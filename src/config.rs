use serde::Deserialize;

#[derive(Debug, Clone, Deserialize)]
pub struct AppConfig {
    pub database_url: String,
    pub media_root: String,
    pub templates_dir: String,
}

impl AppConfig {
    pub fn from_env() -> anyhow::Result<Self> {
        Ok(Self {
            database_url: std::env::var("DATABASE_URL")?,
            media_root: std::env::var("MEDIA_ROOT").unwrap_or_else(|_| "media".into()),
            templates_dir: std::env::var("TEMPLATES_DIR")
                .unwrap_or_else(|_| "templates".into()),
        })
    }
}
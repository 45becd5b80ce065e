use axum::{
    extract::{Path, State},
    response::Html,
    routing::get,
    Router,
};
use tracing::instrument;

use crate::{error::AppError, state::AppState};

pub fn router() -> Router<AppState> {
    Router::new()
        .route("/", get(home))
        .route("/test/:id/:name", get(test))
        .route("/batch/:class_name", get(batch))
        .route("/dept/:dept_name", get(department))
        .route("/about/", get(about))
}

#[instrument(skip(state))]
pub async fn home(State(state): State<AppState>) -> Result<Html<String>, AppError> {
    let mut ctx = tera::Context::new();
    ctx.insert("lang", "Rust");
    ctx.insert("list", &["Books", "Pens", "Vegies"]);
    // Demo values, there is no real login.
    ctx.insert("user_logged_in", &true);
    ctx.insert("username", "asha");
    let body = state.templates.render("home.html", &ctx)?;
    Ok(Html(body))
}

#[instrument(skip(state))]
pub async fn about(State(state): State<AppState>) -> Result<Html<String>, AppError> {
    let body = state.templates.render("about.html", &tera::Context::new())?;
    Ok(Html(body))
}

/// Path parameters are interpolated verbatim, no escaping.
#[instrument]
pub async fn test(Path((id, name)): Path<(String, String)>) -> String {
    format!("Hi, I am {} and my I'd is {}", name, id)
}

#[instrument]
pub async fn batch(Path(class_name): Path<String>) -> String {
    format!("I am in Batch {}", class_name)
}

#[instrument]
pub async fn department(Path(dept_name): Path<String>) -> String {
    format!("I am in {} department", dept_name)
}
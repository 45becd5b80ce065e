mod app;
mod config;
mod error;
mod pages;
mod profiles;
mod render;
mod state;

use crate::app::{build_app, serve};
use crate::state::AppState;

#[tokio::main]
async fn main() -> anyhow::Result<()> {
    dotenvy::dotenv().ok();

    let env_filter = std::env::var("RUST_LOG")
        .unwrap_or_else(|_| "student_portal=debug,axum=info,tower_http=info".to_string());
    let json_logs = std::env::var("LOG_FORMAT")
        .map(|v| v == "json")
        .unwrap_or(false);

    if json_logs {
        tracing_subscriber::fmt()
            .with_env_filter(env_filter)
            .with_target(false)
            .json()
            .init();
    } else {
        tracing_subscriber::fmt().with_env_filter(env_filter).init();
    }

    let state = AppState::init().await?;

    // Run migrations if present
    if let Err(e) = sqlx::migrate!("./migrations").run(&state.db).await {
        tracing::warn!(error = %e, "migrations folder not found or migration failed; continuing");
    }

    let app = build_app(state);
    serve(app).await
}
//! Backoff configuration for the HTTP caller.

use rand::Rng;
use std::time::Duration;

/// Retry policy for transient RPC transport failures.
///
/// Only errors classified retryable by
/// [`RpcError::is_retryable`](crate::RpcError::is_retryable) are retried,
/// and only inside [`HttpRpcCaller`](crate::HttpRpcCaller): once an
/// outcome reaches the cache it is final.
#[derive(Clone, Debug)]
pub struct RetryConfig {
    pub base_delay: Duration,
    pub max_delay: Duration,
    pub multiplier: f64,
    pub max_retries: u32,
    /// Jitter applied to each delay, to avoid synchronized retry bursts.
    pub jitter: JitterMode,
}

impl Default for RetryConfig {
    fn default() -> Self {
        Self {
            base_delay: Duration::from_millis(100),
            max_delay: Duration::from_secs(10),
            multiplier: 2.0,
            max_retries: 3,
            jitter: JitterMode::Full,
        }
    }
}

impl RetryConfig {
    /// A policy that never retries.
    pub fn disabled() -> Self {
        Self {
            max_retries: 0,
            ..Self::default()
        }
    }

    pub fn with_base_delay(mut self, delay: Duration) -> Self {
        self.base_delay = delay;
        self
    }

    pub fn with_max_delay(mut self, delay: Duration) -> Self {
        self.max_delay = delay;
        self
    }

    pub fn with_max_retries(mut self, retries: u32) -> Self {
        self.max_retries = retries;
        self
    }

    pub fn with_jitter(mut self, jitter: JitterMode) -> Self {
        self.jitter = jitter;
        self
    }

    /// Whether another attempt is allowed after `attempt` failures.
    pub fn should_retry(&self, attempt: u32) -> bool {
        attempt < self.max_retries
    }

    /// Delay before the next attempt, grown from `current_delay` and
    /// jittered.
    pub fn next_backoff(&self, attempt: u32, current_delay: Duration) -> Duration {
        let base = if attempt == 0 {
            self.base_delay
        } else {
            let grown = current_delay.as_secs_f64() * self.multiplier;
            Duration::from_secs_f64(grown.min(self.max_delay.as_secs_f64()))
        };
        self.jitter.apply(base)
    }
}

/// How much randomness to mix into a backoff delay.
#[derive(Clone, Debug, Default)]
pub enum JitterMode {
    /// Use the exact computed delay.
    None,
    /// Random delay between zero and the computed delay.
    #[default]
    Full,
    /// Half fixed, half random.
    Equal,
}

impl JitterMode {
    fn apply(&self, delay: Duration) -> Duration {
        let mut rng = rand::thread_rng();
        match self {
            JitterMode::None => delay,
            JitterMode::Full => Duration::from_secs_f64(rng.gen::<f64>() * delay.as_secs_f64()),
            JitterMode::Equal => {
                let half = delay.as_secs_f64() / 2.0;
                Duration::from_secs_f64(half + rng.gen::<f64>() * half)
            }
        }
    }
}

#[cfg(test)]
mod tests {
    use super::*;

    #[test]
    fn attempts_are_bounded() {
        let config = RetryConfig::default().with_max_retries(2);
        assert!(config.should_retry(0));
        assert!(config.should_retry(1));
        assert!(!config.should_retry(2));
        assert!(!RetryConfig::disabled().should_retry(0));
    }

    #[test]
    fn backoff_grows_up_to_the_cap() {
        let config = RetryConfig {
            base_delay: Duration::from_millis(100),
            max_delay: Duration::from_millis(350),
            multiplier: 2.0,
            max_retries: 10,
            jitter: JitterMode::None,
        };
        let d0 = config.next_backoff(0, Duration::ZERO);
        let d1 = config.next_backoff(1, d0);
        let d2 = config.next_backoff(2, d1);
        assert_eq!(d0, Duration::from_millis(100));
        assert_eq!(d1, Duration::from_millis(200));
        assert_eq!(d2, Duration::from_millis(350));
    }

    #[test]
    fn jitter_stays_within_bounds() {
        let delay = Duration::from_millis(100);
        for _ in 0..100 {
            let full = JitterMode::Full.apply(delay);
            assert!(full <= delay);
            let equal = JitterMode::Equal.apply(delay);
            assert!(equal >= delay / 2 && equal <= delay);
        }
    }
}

> Exercise instructions
Each line of the records above, from the first through the one containing "use tracing::instrument;", is to be retyped exactly; no other line belongs.

> Result for this task
filename src/config.rs
use serde::Deserialize;

#[derive(Debug, Clone, Deserialize)]
pub struct AppConfig {
    pub database_url: String,
    pub media_root: String,
    pub templates_dir: String,
}

impl AppConfig {
    pub fn from_env() -> anyhow::Result<Self> {
        Ok(Self {
            database_url: std::env::var("DATABASE_URL")?,
            media_root: std::env::var("MEDIA_ROOT").unwrap_or_else(|_| "media".into()),
            templates_dir: std::env::var("TEMPLATES_DIR")
                .unwrap_or_else(|_| "templates".into()),
        })
    }
}
repository 45becd5b80ce065e
use axum::{
    extract::{Path, State},
    response::Html,
    routing::get,
    Router,
};
use tracing::instrument;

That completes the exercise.